The “Camp-Robber” appears promptly as interested neighbor and smell-feast before all who invade the precincts of the mountains. The hunter, the trapper, the prospector, the timber cruiser, the mere camper-out, all know him, and they speak well or ill of him according to their kind. The Gray Jay appears to have forsworn the craftiness of his race, and he wins by an exhibition of artless simplicity, rather than by wiles. The bird is mildly curious and hungry—oh, very hungry—but this is Arcadia, and the shepherds draw nigh with never a doubt of their welcome. There is a childlike insouciance about the way in which the bird annexes a piece of frizzled bacon, humbly intended for the man. “’Shoo,’ did you say? Why, what do you mean? Can’t I have it?” And the bird retires before a flying chip, baffled and injured by such a manifest token of ill-breeding. He complains mildly to his fellows.
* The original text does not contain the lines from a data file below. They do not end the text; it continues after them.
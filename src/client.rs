//! Client
//!
//! Minimal blocking client: sends commands as RESP arrays and decodes the
//! replies.

use std::io::{BufReader, BufWriter, Write};
use std::net::{TcpStream, ToSocketAddrs};
use std::time::Duration;

use crate::error::Result;
use crate::protocol::{encode_command, read_reply, Reply};

/// A connection to a TideKV server
pub struct Client {
    reader: BufReader<TcpStream>,
    writer: BufWriter<TcpStream>,
}

impl Client {
    pub fn connect(addr: impl ToSocketAddrs) -> Result<Self> {
        let stream = TcpStream::connect(addr)?;
        stream.set_nodelay(true)?;
        Ok(Self {
            reader: BufReader::new(stream.try_clone()?),
            writer: BufWriter::new(stream),
        })
    }

    /// Bound how long `read_reply` may block
    pub fn set_read_timeout(&self, timeout: Option<Duration>) -> Result<()> {
        self.reader.get_ref().set_read_timeout(timeout)?;
        Ok(())
    }

    /// Send a command and wait for its reply
    pub fn send<S: AsRef<str>>(&mut self, parts: &[S]) -> Result<Reply> {
        self.write_command(parts)?;
        self.read_reply()
    }

    /// Send a command without waiting for a reply
    pub fn write_command<S: AsRef<str>>(&mut self, parts: &[S]) -> Result<()> {
        self.write_raw(&encode_command(parts))
    }

    /// Send bytes verbatim (inline commands, pipelines)
    pub fn write_raw(&mut self, bytes: &[u8]) -> Result<()> {
        self.writer.write_all(bytes)?;
        self.writer.flush()?;
        Ok(())
    }

    pub fn read_reply(&mut self) -> Result<Reply> {
        read_reply(&mut self.reader)
    }
}
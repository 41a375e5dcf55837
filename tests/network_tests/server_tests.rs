//! Server Tests
//!
//! End-to-end tests against a real TCP server bound on an ephemeral port.

use std::io::{BufRead, BufReader, Read, Write};
use std::net::{SocketAddr, TcpStream};
use std::sync::atomic::{AtomicBool, Ordering};
use std::sync::Arc;
use std::thread;
use std::time::Duration;

use tempfile::TempDir;
use tidekv::protocol::Reply;
use tidekv::{Client, Config, Server};

// =============================================================================
// Helper Functions
// =============================================================================

struct TestServer {
    addr: SocketAddr,
    shutdown: Arc<AtomicBool>,
    _temp: TempDir,
}

impl Drop for TestServer {
    fn drop(&mut self) {
        self.shutdown.store(true, Ordering::Release);
    }
}

fn start_server(max_connections: usize) -> TestServer {
    let temp = TempDir::new().unwrap();
    let config = Config::builder()
        .port(0)
        .max_connections(max_connections)
        .snapshot_dir(temp.path())
        .build();

    let mut server = Server::new(config);
    let addr = server.bind().unwrap();
    let shutdown = server.shutdown_handle();
    thread::spawn(move || server.run().unwrap());

    TestServer {
        addr,
        shutdown,
        _temp: temp,
    }
}

fn client(server: &TestServer) -> Client {
    let client = Client::connect(server.addr).unwrap();
    client.set_read_timeout(Some(Duration::from_secs(5))).unwrap();
    client
}

fn raw_stream(server: &TestServer) -> (TcpStream, BufReader<TcpStream>) {
    let stream = TcpStream::connect(server.addr).unwrap();
    stream.set_read_timeout(Some(Duration::from_secs(5))).unwrap();
    let reader = BufReader::new(stream.try_clone().unwrap());
    (stream, reader)
}

fn read_line(reader: &mut BufReader<TcpStream>) -> String {
    let mut line = String::new();
    reader.read_line(&mut line).unwrap();
    line
}

// =============================================================================
// Request/Reply Tests
// =============================================================================

#[test]
fn test_ping() {
    let server = start_server(16);
    let mut client = client(&server);

    assert_eq!(client.send(&["PING"]).unwrap(), Reply::simple("PONG"));
}

#[test]
fn test_set_get_over_tcp() {
    let server = start_server(16);
    let mut client = client(&server);

    assert_eq!(client.send(&["SET", "foo", "bar"]).unwrap(), Reply::ok());
    assert_eq!(client.send(&["GET", "foo"]).unwrap(), Reply::bulk_str("bar"));
    assert_eq!(client.send(&["GET", "missing"]).unwrap(), Reply::Null);
}

#[test]
fn test_inline_command() {
    let server = start_server(16);
    let (mut stream, mut reader) = raw_stream(&server);

    stream.write_all(b"ECHO hello\r\n").unwrap();
    assert_eq!(read_line(&mut reader), "$5\r\n");
    assert_eq!(read_line(&mut reader), "hello\r\n");
}

#[test]
fn test_command_split_across_writes() {
    let server = start_server(16);
    let (mut stream, mut reader) = raw_stream(&server);

    for piece in [&b"*2\r\n$4\r"[..], b"\nECHO\r\n$3\r\nh", b"ey\r\n"] {
        stream.write_all(piece).unwrap();
        stream.flush().unwrap();
        thread::sleep(Duration::from_millis(10));
    }

    assert_eq!(read_line(&mut reader), "$3\r\n");
    assert_eq!(read_line(&mut reader), "hey\r\n");
}

#[test]
fn test_pipelined_commands_reply_in_order() {
    let server = start_server(16);
    let mut client = client(&server);

    let mut pipeline = Vec::new();
    pipeline.extend(tidekv::protocol::encode_command(&["SET", "n", "1"]));
    pipeline.extend(tidekv::protocol::encode_command(&["INCR", "n"]));
    pipeline.extend(tidekv::protocol::encode_command(&["INCR", "n"]));
    pipeline.extend(tidekv::protocol::encode_command(&["GET", "n"]));
    client.write_raw(&pipeline).unwrap();

    assert_eq!(client.read_reply().unwrap(), Reply::ok());
    assert_eq!(client.read_reply().unwrap(), Reply::Integer(2));
    assert_eq!(client.read_reply().unwrap(), Reply::Integer(3));
    assert_eq!(client.read_reply().unwrap(), Reply::bulk_str("3"));
}

// =============================================================================
// Error Handling Tests
// =============================================================================

#[test]
fn test_unknown_command_then_recovery() {
    let server = start_server(16);
    let mut client = client(&server);

    let reply = client.send(&["FLY", "away"]).unwrap();
    assert_eq!(reply, Reply::Error("ERR unknown command 'FLY'".to_string()));

    // the connection stays usable after the framer reset
    assert_eq!(client.send(&["PING"]).unwrap(), Reply::simple("PONG"));
}

#[test]
fn test_split_unknown_command_gets_one_reply() {
    let server = start_server(16);
    let (mut stream, mut reader) = raw_stream(&server);

    stream.write_all(b"*2\r\n$3\r\nFOO\r\n").unwrap();
    stream.flush().unwrap();
    thread::sleep(Duration::from_millis(20));
    stream.write_all(b"$3\r\nbar\r\n*1\r\n$4\r\nPING\r\n").unwrap();

    assert_eq!(read_line(&mut reader), "-ERR unknown command 'FOO'\r\n");
    assert_eq!(read_line(&mut reader), "+PONG\r\n");
}

#[test]
fn test_pipelined_command_after_unknown_one_still_runs() {
    let server = start_server(16);
    let mut client = client(&server);

    let mut pipeline = tidekv::protocol::encode_command(&["NOPE"]);
    pipeline.extend(tidekv::protocol::encode_command(&["ECHO", "still here"]));
    client.write_raw(&pipeline).unwrap();

    assert!(client.read_reply().unwrap().is_error());
    assert_eq!(client.read_reply().unwrap(), Reply::bulk_str("still here"));
}

#[test]
fn test_malformed_frame_then_recovery() {
    let server = start_server(16);
    let mut client = client(&server);

    client.write_raw(b"*1\r\n$x\r\n").unwrap();
    assert!(client.read_reply().unwrap().is_error());

    assert_eq!(client.send(&["ECHO", "ok"]).unwrap(), Reply::bulk_str("ok"));
}

#[test]
fn test_connection_limit() {
    let server = start_server(1);
    let mut first = client(&server);
    assert_eq!(first.send(&["PING"]).unwrap(), Reply::simple("PONG"));

    let (_stream, mut reader) = raw_stream(&server);
    assert_eq!(read_line(&mut reader), "-ERR max number of clients reached\r\n");

    // the first client is unaffected
    assert_eq!(first.send(&["PING"]).unwrap(), Reply::simple("PONG"));
}

// =============================================================================
// Concurrency Tests
// =============================================================================

#[test]
fn test_concurrent_clients() {
    let server = start_server(64);
    let addr = server.addr;

    let handles: Vec<_> = (0..8)
        .map(|i| {
            thread::spawn(move || {
                let mut client = Client::connect(addr).unwrap();
                let key = format!("key:{}", i);
                for round in 0..20 {
                    let value = format!("{}-{}", i, round);
                    assert_eq!(client.send(&["SET", key.as_str(), value.as_str()]).unwrap(), Reply::ok());
                    assert_eq!(client.send(&["GET", key.as_str()]).unwrap(), Reply::bulk_str(&value));
                }
            })
        })
        .collect();

    for handle in handles {
        handle.join().unwrap();
    }

    let mut client = client(&server);
    let Reply::Array(keys) = client.send(&["KEYS", "key:*"]).unwrap() else {
        panic!("KEYS should return an array");
    };
    assert_eq!(keys.len(), 8);
}

#[test]
fn test_blocking_xread_across_connections() {
    let server = start_server(16);
    let mut reader = client(&server);
    let addr = server.addr;

    let writer = thread::spawn(move || {
        thread::sleep(Duration::from_millis(50));
        let mut client = Client::connect(addr).unwrap();
        client.send(&["XADD", "events", "*", "kind", "click"]).unwrap()
    });

    let reply = reader
        .send(&["XREAD", "BLOCK", "2000", "STREAMS", "events", "$"])
        .unwrap();
    let id = writer.join().unwrap();

    let Reply::Array(streams) = reply else {
        panic!("expected entries, got {:?}", reply);
    };
    let Reply::Array(ref stream) = streams[0] else {
        panic!("expected a stream reply");
    };
    assert_eq!(stream[0], Reply::bulk_str("events"));
    let Reply::Array(ref entries) = stream[1] else {
        panic!("expected entries");
    };
    let Reply::Array(ref entry) = entries[0] else {
        panic!("expected an entry");
    };
    assert_eq!(entry[0], id);
}

#[test]
fn test_shutdown_handle_stops_accepting() {
    let temp = TempDir::new().unwrap();
    let config = Config::builder().port(0).snapshot_dir(temp.path()).build();
    let mut server = Server::new(config);
    let addr = server.bind().unwrap();
    let shutdown = server.shutdown_handle();
    let handle = thread::spawn(move || server.run());

    let mut client = Client::connect(addr).unwrap();
    assert_eq!(client.send(&["PING"]).unwrap(), Reply::simple("PONG"));

    shutdown.store(true, Ordering::Release);
    assert!(handle.join().unwrap().is_ok());

    // the listener is gone once run() returns
    thread::sleep(Duration::from_millis(20));
    let refused = TcpStream::connect(addr).map(|mut s| {
        let mut buf = [0u8; 1];
        s.set_read_timeout(Some(Duration::from_millis(100))).unwrap();
        s.read(&mut buf)
    });
    assert!(!matches!(refused, Ok(Ok(n)) if n > 0));
}
//! Protocol Module
//!
//! RESP, the request/reply wire protocol spoken by clients and replicas.
//!
//! ## Requests
//! ```text
//! *<count>\r\n                array of bulk strings
//! $<len>\r\n<bytes>\r\n       one element (the first is the command name)
//! PING\r\n                    inline form, whitespace separated
//! ```
//!
//! ## Replies
//! - `+OK\r\n`            simple string
//! - `$3\r\nbar\r\n`      bulk string (`$-1\r\n` is null)
//! - `*2\r\n...`          array
//! - `:42\r\n`            integer
//! - `-ERR msg\r\n`       error

mod command;
mod framer;
mod reply;

pub use command::{CommandName, ParsedCommand};
pub use framer::{Framer, FramerState, MAX_ARRAY_LEN, MAX_BULK_LEN, MAX_LINE_LEN};
pub use reply::{encode_command, read_line, read_reply, write_reply, Reply, CRLF};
They discuss the question in gentle whews; generously conclude you didn’t mean it, and return unabashed to the quest.

Hunger is the chief characteristic of these docile birds, and no potential food is refused, nuts, acorns, insects, berries, or even, as a last resort, the buds of trees. Meat of any sort has an especial attraction to them; and they are the despair of the trapper because of their propensity for stealing bait. The hunter knows them for arch sycophants, and he is occasionally able to trace a wounded deer, or to locate a carcass by the movements of these expectant heirs. Says Mr. A. W. Anthony[7]: “While dressing deer in the thick timber I have been almost covered with Jays flying down from the neighboring trees. They would settle on my back, head, or shoulders, tugging and pulling at each loose shred of my coat until one would think that their only object was to help me in all ways possible.”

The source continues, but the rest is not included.